Stored items from a collection:
********************

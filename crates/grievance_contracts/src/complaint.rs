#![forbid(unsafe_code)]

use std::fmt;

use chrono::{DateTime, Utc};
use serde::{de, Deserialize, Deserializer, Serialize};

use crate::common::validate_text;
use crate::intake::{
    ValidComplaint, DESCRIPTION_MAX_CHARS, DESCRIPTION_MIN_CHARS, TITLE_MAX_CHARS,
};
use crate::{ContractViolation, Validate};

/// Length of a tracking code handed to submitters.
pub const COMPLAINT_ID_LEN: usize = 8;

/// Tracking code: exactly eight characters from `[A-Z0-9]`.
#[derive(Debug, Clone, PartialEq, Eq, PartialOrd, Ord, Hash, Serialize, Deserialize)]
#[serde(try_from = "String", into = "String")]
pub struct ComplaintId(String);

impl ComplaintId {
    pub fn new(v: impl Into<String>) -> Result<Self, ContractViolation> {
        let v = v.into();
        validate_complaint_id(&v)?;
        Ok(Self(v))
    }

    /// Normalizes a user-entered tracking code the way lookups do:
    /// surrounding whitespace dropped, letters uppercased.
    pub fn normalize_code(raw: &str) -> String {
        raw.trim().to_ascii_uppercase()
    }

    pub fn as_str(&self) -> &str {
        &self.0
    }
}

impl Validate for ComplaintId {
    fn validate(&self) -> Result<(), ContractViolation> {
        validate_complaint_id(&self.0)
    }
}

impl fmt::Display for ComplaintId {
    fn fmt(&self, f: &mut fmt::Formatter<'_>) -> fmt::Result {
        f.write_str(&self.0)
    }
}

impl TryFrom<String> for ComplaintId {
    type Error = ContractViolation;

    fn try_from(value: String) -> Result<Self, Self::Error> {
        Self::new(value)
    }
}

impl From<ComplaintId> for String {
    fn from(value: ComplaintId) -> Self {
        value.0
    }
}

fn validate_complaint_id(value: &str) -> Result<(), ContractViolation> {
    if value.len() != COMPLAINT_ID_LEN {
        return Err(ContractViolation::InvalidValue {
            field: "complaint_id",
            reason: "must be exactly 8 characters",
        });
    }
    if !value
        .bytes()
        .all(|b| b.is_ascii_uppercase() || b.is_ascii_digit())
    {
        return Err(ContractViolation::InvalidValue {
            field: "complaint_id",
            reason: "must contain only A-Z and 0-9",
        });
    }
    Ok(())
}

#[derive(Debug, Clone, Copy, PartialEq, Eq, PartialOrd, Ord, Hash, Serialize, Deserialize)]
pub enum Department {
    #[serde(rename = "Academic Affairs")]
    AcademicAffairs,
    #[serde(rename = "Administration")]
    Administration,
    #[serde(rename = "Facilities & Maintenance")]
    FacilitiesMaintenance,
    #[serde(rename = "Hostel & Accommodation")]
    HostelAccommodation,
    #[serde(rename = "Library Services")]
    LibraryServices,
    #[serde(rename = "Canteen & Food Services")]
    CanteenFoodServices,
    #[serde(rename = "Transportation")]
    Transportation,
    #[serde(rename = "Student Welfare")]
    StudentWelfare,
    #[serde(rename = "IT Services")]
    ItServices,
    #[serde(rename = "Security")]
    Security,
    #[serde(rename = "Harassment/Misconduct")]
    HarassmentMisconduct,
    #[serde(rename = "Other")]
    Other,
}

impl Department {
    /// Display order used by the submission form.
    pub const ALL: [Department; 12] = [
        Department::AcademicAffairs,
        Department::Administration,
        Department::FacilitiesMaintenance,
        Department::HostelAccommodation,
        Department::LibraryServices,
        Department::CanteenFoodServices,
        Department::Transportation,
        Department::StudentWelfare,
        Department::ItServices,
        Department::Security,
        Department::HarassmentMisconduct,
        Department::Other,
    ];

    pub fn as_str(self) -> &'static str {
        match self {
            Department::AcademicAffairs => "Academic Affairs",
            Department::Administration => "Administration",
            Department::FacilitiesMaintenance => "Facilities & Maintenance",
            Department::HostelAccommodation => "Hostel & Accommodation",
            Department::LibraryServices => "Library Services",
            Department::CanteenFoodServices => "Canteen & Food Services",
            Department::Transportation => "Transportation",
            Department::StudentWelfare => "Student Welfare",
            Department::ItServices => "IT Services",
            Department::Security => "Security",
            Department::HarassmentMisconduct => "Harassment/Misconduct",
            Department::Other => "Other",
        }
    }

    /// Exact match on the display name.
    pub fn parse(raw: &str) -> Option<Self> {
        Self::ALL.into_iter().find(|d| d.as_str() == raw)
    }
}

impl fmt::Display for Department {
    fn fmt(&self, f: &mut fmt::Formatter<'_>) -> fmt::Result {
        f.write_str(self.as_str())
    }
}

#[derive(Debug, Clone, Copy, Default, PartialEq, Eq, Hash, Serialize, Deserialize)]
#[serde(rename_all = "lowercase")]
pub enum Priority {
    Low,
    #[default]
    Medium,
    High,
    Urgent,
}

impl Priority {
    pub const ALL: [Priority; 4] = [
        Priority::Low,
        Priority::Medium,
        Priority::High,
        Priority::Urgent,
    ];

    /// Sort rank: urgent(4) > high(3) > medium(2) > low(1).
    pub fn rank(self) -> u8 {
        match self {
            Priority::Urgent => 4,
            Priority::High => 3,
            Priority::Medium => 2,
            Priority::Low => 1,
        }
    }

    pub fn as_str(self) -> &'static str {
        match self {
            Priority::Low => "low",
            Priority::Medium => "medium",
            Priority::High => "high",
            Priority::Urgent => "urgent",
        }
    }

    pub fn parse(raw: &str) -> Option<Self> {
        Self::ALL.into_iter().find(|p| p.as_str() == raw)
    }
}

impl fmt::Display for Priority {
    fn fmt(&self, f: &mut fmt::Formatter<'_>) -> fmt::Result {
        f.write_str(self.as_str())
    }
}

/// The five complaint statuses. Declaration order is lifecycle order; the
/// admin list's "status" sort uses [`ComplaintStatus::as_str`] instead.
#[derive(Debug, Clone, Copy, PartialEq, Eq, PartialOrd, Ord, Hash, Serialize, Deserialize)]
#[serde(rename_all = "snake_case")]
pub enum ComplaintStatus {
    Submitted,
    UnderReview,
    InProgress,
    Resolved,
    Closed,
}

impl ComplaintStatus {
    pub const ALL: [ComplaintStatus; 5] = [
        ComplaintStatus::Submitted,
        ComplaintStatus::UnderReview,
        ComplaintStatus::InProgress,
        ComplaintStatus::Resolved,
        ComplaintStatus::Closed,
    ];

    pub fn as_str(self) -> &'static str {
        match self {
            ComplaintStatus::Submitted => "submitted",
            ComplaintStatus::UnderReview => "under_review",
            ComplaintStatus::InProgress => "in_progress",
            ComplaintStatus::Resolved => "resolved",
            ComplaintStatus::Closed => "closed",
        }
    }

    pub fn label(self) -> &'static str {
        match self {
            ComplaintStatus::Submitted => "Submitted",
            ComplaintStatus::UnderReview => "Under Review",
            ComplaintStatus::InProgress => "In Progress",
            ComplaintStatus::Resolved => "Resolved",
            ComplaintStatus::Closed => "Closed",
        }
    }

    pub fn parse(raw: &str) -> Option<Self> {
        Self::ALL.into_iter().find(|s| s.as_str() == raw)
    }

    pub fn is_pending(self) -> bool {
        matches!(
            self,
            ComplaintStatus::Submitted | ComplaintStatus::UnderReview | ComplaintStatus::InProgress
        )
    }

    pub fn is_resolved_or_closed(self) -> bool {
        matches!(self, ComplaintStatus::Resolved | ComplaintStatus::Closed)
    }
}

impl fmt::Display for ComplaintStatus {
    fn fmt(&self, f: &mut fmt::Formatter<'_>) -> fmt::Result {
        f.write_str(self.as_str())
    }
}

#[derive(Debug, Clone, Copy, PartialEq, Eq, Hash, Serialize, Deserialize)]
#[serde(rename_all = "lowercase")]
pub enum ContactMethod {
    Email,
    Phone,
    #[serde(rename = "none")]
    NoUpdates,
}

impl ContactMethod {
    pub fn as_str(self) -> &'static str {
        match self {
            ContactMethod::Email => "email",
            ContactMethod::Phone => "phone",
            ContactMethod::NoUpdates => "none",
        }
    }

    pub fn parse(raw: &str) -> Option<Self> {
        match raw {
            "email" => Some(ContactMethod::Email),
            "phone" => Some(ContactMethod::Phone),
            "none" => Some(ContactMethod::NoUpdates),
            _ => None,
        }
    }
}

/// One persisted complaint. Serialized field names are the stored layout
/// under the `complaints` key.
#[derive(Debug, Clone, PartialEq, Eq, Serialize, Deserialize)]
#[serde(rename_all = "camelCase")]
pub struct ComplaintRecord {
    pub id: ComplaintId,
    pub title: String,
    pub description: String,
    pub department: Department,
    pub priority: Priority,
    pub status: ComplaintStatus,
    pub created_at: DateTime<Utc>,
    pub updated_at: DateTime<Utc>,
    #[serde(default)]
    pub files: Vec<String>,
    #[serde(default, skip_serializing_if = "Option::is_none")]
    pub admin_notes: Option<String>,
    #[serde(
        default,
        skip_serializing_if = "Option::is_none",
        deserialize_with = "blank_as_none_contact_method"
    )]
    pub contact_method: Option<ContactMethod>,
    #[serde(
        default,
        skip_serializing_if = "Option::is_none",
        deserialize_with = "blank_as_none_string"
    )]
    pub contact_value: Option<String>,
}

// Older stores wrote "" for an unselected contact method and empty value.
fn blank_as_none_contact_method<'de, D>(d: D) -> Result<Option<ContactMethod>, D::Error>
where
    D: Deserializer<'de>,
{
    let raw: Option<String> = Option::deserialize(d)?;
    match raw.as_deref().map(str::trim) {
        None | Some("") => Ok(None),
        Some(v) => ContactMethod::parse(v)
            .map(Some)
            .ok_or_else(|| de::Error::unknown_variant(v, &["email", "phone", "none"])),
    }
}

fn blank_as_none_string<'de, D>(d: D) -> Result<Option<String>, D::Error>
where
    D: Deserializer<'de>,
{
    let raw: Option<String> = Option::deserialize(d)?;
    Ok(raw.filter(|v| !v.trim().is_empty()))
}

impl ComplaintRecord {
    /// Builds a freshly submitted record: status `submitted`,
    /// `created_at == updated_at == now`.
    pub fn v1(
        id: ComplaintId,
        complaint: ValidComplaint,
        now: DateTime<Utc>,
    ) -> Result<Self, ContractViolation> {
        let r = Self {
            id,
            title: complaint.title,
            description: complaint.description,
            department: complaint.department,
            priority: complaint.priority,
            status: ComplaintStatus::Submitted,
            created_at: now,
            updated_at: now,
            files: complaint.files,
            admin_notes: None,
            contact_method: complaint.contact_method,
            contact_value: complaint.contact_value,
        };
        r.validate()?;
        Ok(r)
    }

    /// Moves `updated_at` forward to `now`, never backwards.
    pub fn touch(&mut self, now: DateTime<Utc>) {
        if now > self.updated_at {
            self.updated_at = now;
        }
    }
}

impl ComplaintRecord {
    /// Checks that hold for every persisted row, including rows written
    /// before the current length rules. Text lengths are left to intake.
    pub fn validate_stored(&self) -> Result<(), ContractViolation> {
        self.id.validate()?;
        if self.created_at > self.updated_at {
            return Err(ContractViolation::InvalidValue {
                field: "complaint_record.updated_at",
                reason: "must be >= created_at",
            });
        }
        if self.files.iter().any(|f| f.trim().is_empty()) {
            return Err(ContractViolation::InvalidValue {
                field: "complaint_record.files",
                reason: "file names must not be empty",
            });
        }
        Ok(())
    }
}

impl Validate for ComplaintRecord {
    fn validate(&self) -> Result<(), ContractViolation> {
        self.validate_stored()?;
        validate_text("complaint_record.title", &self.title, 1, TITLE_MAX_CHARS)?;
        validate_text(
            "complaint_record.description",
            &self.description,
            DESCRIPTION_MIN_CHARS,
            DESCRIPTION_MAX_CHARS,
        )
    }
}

********************

### Goal of the exercise
Wherever "field" occurs in the records above, copy the line it sits in.

### Exercise result
            field: "complaint_id",
            field: "complaint_id",
/// One persisted complaint. Serialized field names are the stored layout
                field: "complaint_record.updated_at",
                field: "complaint_record.files",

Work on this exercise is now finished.